No burburinho da New York Fashion Week Fall/Winter 2026, a apresentação da Carolina Herrera não foi apenas mais um desfile elegante – foi um daqueles momentos de moda que a gente não esquece rápido. Assinado por Wes Gordon, o evento trouxe um twist inteligente: ao invés de apenas modelos, ele colocou artistas, galeristas e criativas reais cruzando a passarela com roupas que parecem pensadas para um editorial e para vestir na vida real.
A lógica de Gordon aqui foi bem clara: tirar a moda do pedestal e trazer para o centro da conversa as mulheres que, fora do circuito fashion clássico, moldam o cenário cultural. É aí que nomes como Amy Sherald, Ming Smith e Eliza Douglas entraram para desfilar, não como celebridades em figurino, mas como versões autênticas de si mesmas, cada uma carregando seu universo estético enquanto vestia looks que misturavam clássico e ousado.
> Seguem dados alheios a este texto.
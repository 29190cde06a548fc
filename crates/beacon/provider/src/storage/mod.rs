mod gitlab;
mod kubernetes;
mod memory;

use std::collections::BTreeMap;

use async_trait::async_trait;
use beacon_api::error::TargetError;

use crate::template::DashboardDocument;

pub use self::{gitlab::RepoStore, kubernetes::ConfigMapStore, memory::MemoryStore};

/// A store holding the externally-visible copy of generated dashboards,
/// keyed by dashboard uid.
#[async_trait]
pub trait SyncTarget {
    /// Short name used in reports and logs.
    fn name(&self) -> &str;

    /// Whether entries absent from the desired set are deleted. Append-only
    /// targets report suppressed deletions instead.
    fn prune(&self) -> bool;

    /// Current state of the target: uid to content digest.
    async fn list(&self) -> Result<BTreeMap<String, String>, TargetError>;

    async fn put(&self, document: &DashboardDocument) -> Result<(), TargetError>;

    async fn delete(&self, key: &str) -> Result<(), TargetError>;

    /// Commits changes staged by `put`/`delete` where the transport batches
    /// them; a no-op everywhere else.
    async fn flush(&self) -> Result<(), TargetError> {
        Ok(())
    }
}
use std::collections::{BTreeMap, BTreeSet};
use std::sync::Mutex;

use async_trait::async_trait;
use beacon_api::{
    error::AllocationError,
    identity::{DashboardIdentity, IdentityRegistry},
    service::ServiceDescriptor,
};
use tracing::{info, instrument, warn, Level};

use crate::repo::{CommitAction, CommitActionKind, CommitError, RepoClient};

/// Opaque revision of one loaded registry snapshot, handed back on store so
/// the backend can reject a write based on stale state.
#[derive(Clone, Debug, Default, PartialEq, Eq)]
pub struct RegistryVersion(pub Option<String>);

#[derive(Copy, Clone, Debug, PartialEq, Eq)]
pub enum StoreOutcome {
    Committed,
    /// The persisted registry changed since `load`; re-read and replay.
    Conflict,
}

/// Persistence of the identity registry. The compare-and-swap on `store` is
/// the system's one coordination point across reconciler instances.
#[async_trait]
pub trait RegistryStore {
    async fn load(&self) -> Result<(IdentityRegistry, RegistryVersion), AllocationError>;

    async fn store(
        &self,
        registry: &IdentityRegistry,
        version: RegistryVersion,
    ) -> Result<StoreOutcome, AllocationError>;
}

/// Registry persisted as a YAML file in the remote repository; the file's
/// last commit id is the compare-and-swap token.
#[derive(Copy, Clone)]
pub struct RepoRegistryStore<'a> {
    pub repo: &'a RepoClient,
    pub path: &'a str,
}

#[async_trait]
impl RegistryStore for RepoRegistryStore<'_> {
    async fn load(&self) -> Result<(IdentityRegistry, RegistryVersion), AllocationError> {
        let file = self
            .repo
            .get_file(self.path)
            .await
            .map_err(|error| AllocationError::Load {
                reason: error.to_string(),
            })?;

        match file {
            Some(file) => {
                let content =
                    String::from_utf8(file.content).map_err(|error| AllocationError::Load {
                        reason: error.to_string(),
                    })?;
                let registry =
                    IdentityRegistry::from_yaml(&content).map_err(|error| AllocationError::Load {
                        reason: error.to_string(),
                    })?;
                Ok((registry, RegistryVersion(Some(file.last_commit_id))))
            }
            None => Ok((IdentityRegistry::default(), RegistryVersion(None))),
        }
    }

    async fn store(
        &self,
        registry: &IdentityRegistry,
        version: RegistryVersion,
    ) -> Result<StoreOutcome, AllocationError> {
        let content = registry
            .to_yaml()
            .map_err(|error| AllocationError::Store {
                reason: error.to_string(),
            })?;

        let action = match version.0 {
            Some(last_commit_id) => CommitAction {
                action: CommitActionKind::Update,
                file_path: self.path.into(),
                content: Some(content),
                last_commit_id: Some(last_commit_id),
            },
            None => CommitAction {
                action: CommitActionKind::Create,
                file_path: self.path.into(),
                content: Some(content),
                last_commit_id: None,
            },
        };

        match self.repo.commit("update dashboard identity registry", &[action]).await {
            Ok(()) => Ok(StoreOutcome::Committed),
            Err(CommitError::Conflict(_)) => Ok(StoreOutcome::Conflict),
            Err(CommitError::Other(error)) => Err(AllocationError::Store {
                reason: error.to_string(),
            }),
        }
    }
}

/// In-memory registry store for tests and dry runs. The revision counter
/// mimics the repository's commit-id semantics.
#[derive(Default)]
pub struct MemoryRegistryStore {
    state: Mutex<MemoryRegistryState>,
}

#[derive(Default)]
struct MemoryRegistryState {
    registry: Option<IdentityRegistry>,
    revision: u64,
}

impl MemoryRegistryStore {
    pub fn snapshot(&self) -> IdentityRegistry {
        let state = self.state.lock().expect("registry state poisoned");
        state.registry.clone().unwrap_or_default()
    }
}

#[async_trait]
impl RegistryStore for MemoryRegistryStore {
    async fn load(&self) -> Result<(IdentityRegistry, RegistryVersion), AllocationError> {
        let state = self.state.lock().expect("registry state poisoned");
        match &state.registry {
            Some(registry) => Ok((
                registry.clone(),
                RegistryVersion(Some(state.revision.to_string())),
            )),
            None => Ok((IdentityRegistry::default(), RegistryVersion(None))),
        }
    }

    async fn store(
        &self,
        registry: &IdentityRegistry,
        version: RegistryVersion,
    ) -> Result<StoreOutcome, AllocationError> {
        let mut state = self.state.lock().expect("registry state poisoned");
        let expected = state.registry.as_ref().map(|_| state.revision.to_string());
        if version.0 != expected {
            return Ok(StoreOutcome::Conflict);
        }

        state.registry = Some(registry.clone());
        state.revision += 1;
        Ok(StoreOutcome::Committed)
    }
}

/// Resolves identities for a whole discovery batch.
pub struct IdentityAllocator<'a> {
    store: &'a (dyn RegistryStore + Sync),
}

impl<'a> IdentityAllocator<'a> {
    pub const MAX_RETRY: usize = 3;

    pub const fn new(store: &'a (dyn RegistryStore + Sync)) -> Self {
        Self { store }
    }

    /// Allocates or resolves the identity of every service in the batch.
    ///
    /// Unseen services are allocated in the batch's stable `(namespace,
    /// name)` order, so any replay of the same discovery history converges to
    /// the same numeric ids. The updated registry is committed before this
    /// returns; a concurrent commit by another instance triggers a bounded
    /// re-read-and-replay.
    #[instrument(level = Level::INFO, skip_all, fields(num_services = services.len()), err(Display))]
    pub async fn allocate_batch(
        &self,
        services: &BTreeSet<ServiceDescriptor>,
    ) -> Result<BTreeMap<ServiceDescriptor, DashboardIdentity>, AllocationError> {
        for retry in 0..Self::MAX_RETRY {
            let (mut registry, version) = self.store.load().await?;
            let known = registry.identities.len();

            let identities = services
                .iter()
                .map(|service| (service.clone(), registry.allocate(&service.uid())))
                .collect();

            // nothing newly allocated: skip the write, nothing can conflict
            let allocated = registry.identities.len() - known;
            if allocated == 0 {
                return Ok(identities);
            }

            match self.store.store(&registry, version).await? {
                StoreOutcome::Committed => {
                    info!("allocated {allocated} new identities");
                    return Ok(identities);
                }
                StoreOutcome::Conflict => {
                    warn!(
                        "identity registry changed concurrently; replaying ({retry}/{max})",
                        retry = retry + 1,
                        max = Self::MAX_RETRY,
                    );
                }
            }
        }

        Err(AllocationError::Conflict {
            retries: Self::MAX_RETRY,
        })
    }
}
Essa coleção foi menos sobre seguir uma cartela de cores óbvia de inverno e mais sobre traduzir personalidade em roupa. Havia animal prints que não pareciam cliché, detalhes florais que pareciam obras de arte estampadas no tecido e até desenhos que lembravam esboços de sapatos da própria linha Good Girl, como se a tradição encontrasse a irreverência. O que Gordon fez foi pegar o legado latino sofisticado da marca e dar um twist moderno: menos uniforme de gala e mais guarda-roupa de vida real com um toque artístico.
Enquanto a primeira fila fervilhava com nomes influentes do entretenimento e da moda, cenário que acabou virando notícia por si só nesta temporada de moda em Nova York, a passarela funcionava como uma conversa aberta sobre estilo, identidade e expressão pessoal. A mistura de peças dramáticas, cortes limpos e elementos divertidos como paetês e jacquards brilhou sem parecer previsível, mostrando que o inverno pode ser vibrante mesmo em tons sóbrios.




















No fim das contas, o desfile não foi apenas sobre roupas bonitas, foi sobre significado. Gordon deixou claro que, quando moda encontra significado cultural, ela deixa de ser apenas visual e passa a ser um comentário sobre quem somos e como escolhemos nos apresentar ao mundo. E isso, convenhamos, é o tipo de coleção que faz a gente querer revisitar cada foto em close e talvez até repensar o próprio guarda-roupa.